The system comprises a production choke for control of the product from the oil well and/or a gas injection choke for control of lift-gas to the annulus.
Unstable production conditions often occur for oil wells where gas lift is used to increase the oil production. This is a serious problem due to the fact that the instabilities often occur in the most optimal area of operation for the gas lifted wells, thus causing the well to produce less than the system design capacity.
Unstable production of gas lifted wells is not in agreement with smooth operation and it implies safety aspects and shutdown risks. The total oil and gas production must usually be less than the systems design capacity (e.g. of the separators) to allow for the peak production. Unstable operation decreases sharply the lift gas efficiency, and leads to difficulties with gas lift allocation computation.
Unstable production of gas lifted wells may be caused by a large variety of factors, such as incorrect gas lift string design, improper valve setting, wrongly sized injection valve port, variation in supply pressure, or valve leaking or plugging. It is often difficult to find the origin of the instabilities. As a result, a pragmatic approach has often been used to solve the problem of unstable production in short term. For example, if unstable production occurs, the operator often increases the amount of lift gas or increases the back-pressure by adjusting the wellhead production choke to a smaller opening (choking). Although these methods can be effective in reducing the instabilities, the production is still inefficient as either too much lift gas is used (high cost and limited availability of lift gas) or the well is producing against a high back pressure (at low rate). In most cases, too much gas is injected into the gas lifted wells or the production rate is not maximized.
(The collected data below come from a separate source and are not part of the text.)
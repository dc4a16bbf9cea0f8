//! Typed errors, their HTTP mapping, and the error translator middleware.
//!
//! Handlers return [`AppError`]; its `IntoResponse` renders the body and attaches an
//! [`ErrorReport`] so [`translate_errors`] can stamp the request path and log the failure
//! once. Failures produced outside handlers (unknown route, disabled method, oversized body)
//! arrive without a report and are wrapped into a generic envelope.

use crate::repository::StoreError;
use crate::validation::{Violation, Violations};
use axum::{
    extract::Request,
    http::{Method, StatusCode},
    middleware::Next,
    response::{IntoResponse, Response},
    Json,
};
use chrono::{DateTime, Utc};
use serde::Serialize;
use thiserror::Error;

/// Largest bare error body read back when wrapping a response without a report.
const BARE_BODY_LIMIT: usize = 16 * 1024;

#[derive(Error, Debug)]
pub enum ConfigError {
    #[error("config source '{source_name}': {message}")]
    Load { source_name: String, message: String },
    #[error("config source '{0}' did not produce a JSON object")]
    NotAnObject(String),
    #[error("invalid property '{0}', expected key.path=value")]
    InvalidProperty(String),
    #[error("config watch: {0}")]
    Watch(#[from] notify::Error),
    #[error("invalid '{key}' section: {message}")]
    Section { key: String, message: String },
    #[error("duplicate module name: {0}")]
    DuplicateModule(String),
}

#[derive(Error, Debug)]
pub enum AppError {
    #[error(transparent)]
    Config(#[from] ConfigError),
    #[error("not found: {0}")]
    NotFound(String),
    #[error(transparent)]
    Validation(#[from] Violations),
    #[error("store: {0}")]
    Store(#[from] StoreError),
    #[error("bad request: {0}")]
    BadRequest(String),
    /// Explicit status chosen by a handler.
    #[error("{message}")]
    Status { status: StatusCode, message: String },
    #[error("bind {addr}: {source}")]
    Bind {
        addr: String,
        #[source]
        source: std::io::Error,
    },
}

impl AppError {
    pub fn status(status: StatusCode, message: impl Into<String>) -> Self {
        AppError::Status {
            status,
            message: message.into(),
        }
    }

    pub fn status_code(&self) -> StatusCode {
        match self {
            AppError::Validation(_) | AppError::BadRequest(_) => StatusCode::BAD_REQUEST,
            AppError::NotFound(_) => StatusCode::NOT_FOUND,
            AppError::Status { status, .. } => *status,
            AppError::Config(_) | AppError::Store(_) | AppError::Bind { .. } => {
                StatusCode::INTERNAL_SERVER_ERROR
            }
        }
    }

    fn kind(&self) -> &'static str {
        match self {
            AppError::Config(_) => "ConfigFailure",
            AppError::NotFound(_) => "NotFound",
            AppError::Validation(_) => "ValidationFailure",
            AppError::Store(_) => "StoreFailure",
            AppError::BadRequest(_) => "BadRequest",
            AppError::Status { .. } => "Status",
            AppError::Bind { .. } => "BindFailure",
        }
    }

    /// User-facing text of the underlying cause.
    fn detail(&self) -> String {
        match self {
            AppError::Store(e) => e.to_string(),
            AppError::Bind { source, .. } => source.to_string(),
            AppError::BadRequest(m) | AppError::Status { message: m, .. } => m.clone(),
            other => other.to_string(),
        }
    }
}

/// Generic failure body: `{timestamp, code, error, message, detail, path}`.
#[derive(Clone, Debug, Serialize)]
pub struct ErrorEnvelope {
    pub timestamp: DateTime<Utc>,
    pub code: u16,
    pub error: String,
    pub message: Option<String>,
    pub detail: Option<String>,
    pub path: Option<String>,
}

impl ErrorEnvelope {
    /// Envelope named after the status reason phrase, without message or detail.
    pub fn generic(status: StatusCode) -> Self {
        Self {
            timestamp: Utc::now(),
            code: status.as_u16(),
            error: status.canonical_reason().unwrap_or("Error").to_string(),
            message: None,
            detail: None,
            path: None,
        }
    }
}

/// Validation failure body: `{code: 400, errors: [...]}`.
#[derive(Clone, Debug, Serialize)]
pub struct ValidationErrors {
    pub code: u16,
    pub errors: Vec<Violation>,
}

#[derive(Clone, Debug)]
enum ErrorBody {
    Envelope(ErrorEnvelope),
    Validation(ValidationErrors),
}

/// What a failed request turned into. Travels in response extensions from the handler to
/// [`translate_errors`].
#[derive(Clone, Debug)]
pub struct ErrorReport {
    status: StatusCode,
    body: ErrorBody,
    log_detail: String,
}

impl ErrorReport {
    pub fn status(&self) -> StatusCode {
        self.status
    }

    fn with_path(mut self, path: String) -> Self {
        if let ErrorBody::Envelope(envelope) = &mut self.body {
            envelope.path = Some(path);
        }
        self
    }

    /// Wrap a response that left the router without a report.
    async fn from_bare(response: Response) -> Self {
        let status = response.status();
        let text = match axum::body::to_bytes(response.into_body(), BARE_BODY_LIMIT).await {
            Ok(bytes) => String::from_utf8_lossy(&bytes).trim().to_string(),
            Err(_) => String::new(),
        };
        let mut envelope = ErrorEnvelope::generic(status);
        if !text.is_empty() {
            envelope.message = Some(text.clone());
            envelope.detail = Some(text.clone());
        }
        Self {
            status,
            body: ErrorBody::Envelope(envelope),
            log_detail: text,
        }
    }

    fn log(&self, method: &Method, path: &str) {
        if self.status.is_server_error() {
            tracing::error!(
                method = %method,
                path = %path,
                status = self.status.as_u16(),
                detail = %self.log_detail,
                "request failed"
            );
        } else {
            tracing::warn!(
                method = %method,
                path = %path,
                status = self.status.as_u16(),
                detail = %self.log_detail,
                "request rejected"
            );
        }
    }
}

impl IntoResponse for ErrorReport {
    fn into_response(self) -> Response {
        let mut response = match &self.body {
            ErrorBody::Envelope(envelope) => (self.status, Json(envelope.clone())).into_response(),
            ErrorBody::Validation(errors) => (self.status, Json(errors.clone())).into_response(),
        };
        response.extensions_mut().insert(self);
        response
    }
}

impl From<AppError> for ErrorReport {
    fn from(err: AppError) -> Self {
        let status = err.status_code();
        let log_detail = format!("{:?}", err);
        let body = match err {
            AppError::Validation(violations) => ErrorBody::Validation(ValidationErrors {
                code: status.as_u16(),
                errors: violations.into_vec(),
            }),
            AppError::NotFound(_) => ErrorBody::Envelope(ErrorEnvelope::generic(status)),
            other => ErrorBody::Envelope(ErrorEnvelope {
                message: Some(other.to_string()),
                detail: Some(other.detail()),
                error: other.kind().to_string(),
                ..ErrorEnvelope::generic(status)
            }),
        };
        Self {
            status,
            body,
            log_detail,
        }
    }
}

impl IntoResponse for AppError {
    fn into_response(self) -> Response {
        ErrorReport::from(self).into_response()
    }
}

/// Error translator: every 4xx/5xx leaving the router gets exactly one envelope carrying the
/// request path, and is logged once.
pub async fn translate_errors(request: Request, next: Next) -> Response {
    let method = request.method().clone();
    let path = request.uri().to_string();
    let response = next.run(request).await;
    let status = response.status();
    if !status.is_client_error() && !status.is_server_error() {
        return response;
    }
    let report = match response.extensions().get::<ErrorReport>().cloned() {
        Some(report) => report,
        None => ErrorReport::from_bare(response).await,
    };
    report.log(&method, &path);
    report.with_path(path).into_response()
}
The present invention relates to a method and a stabilizing well controller for stabilization of gas lifted oil wells without using lift-gas in an inefficient way or by introducing a high static back pressure. The characterizing features of the method are given in claim 1. The characterizing features of the stabilizing well controller are given in claim 14.
This concept for a model-based stabilizing gas lift controller for automatic and on-line control represents a number of inventive steps. First and foremost, our concept is able to stabilize the pressures, temperatures and flow rates of a gas lifted well in an operating point that is unstable in open-loop (i.e., when no active control is used). The unstable production phenomena for a gas lifted well is eliminated, without increasing the mean gas lift injection rate, through active and continuous manipulation of the opening of the production choke and/or the opening of the gas injection choke as a dynamic function of available process measurements. The model-based stabilizing gas lifted well controller provides a way to stabilize gas lifted wells with different measurement devices (sensors) available for control purposes.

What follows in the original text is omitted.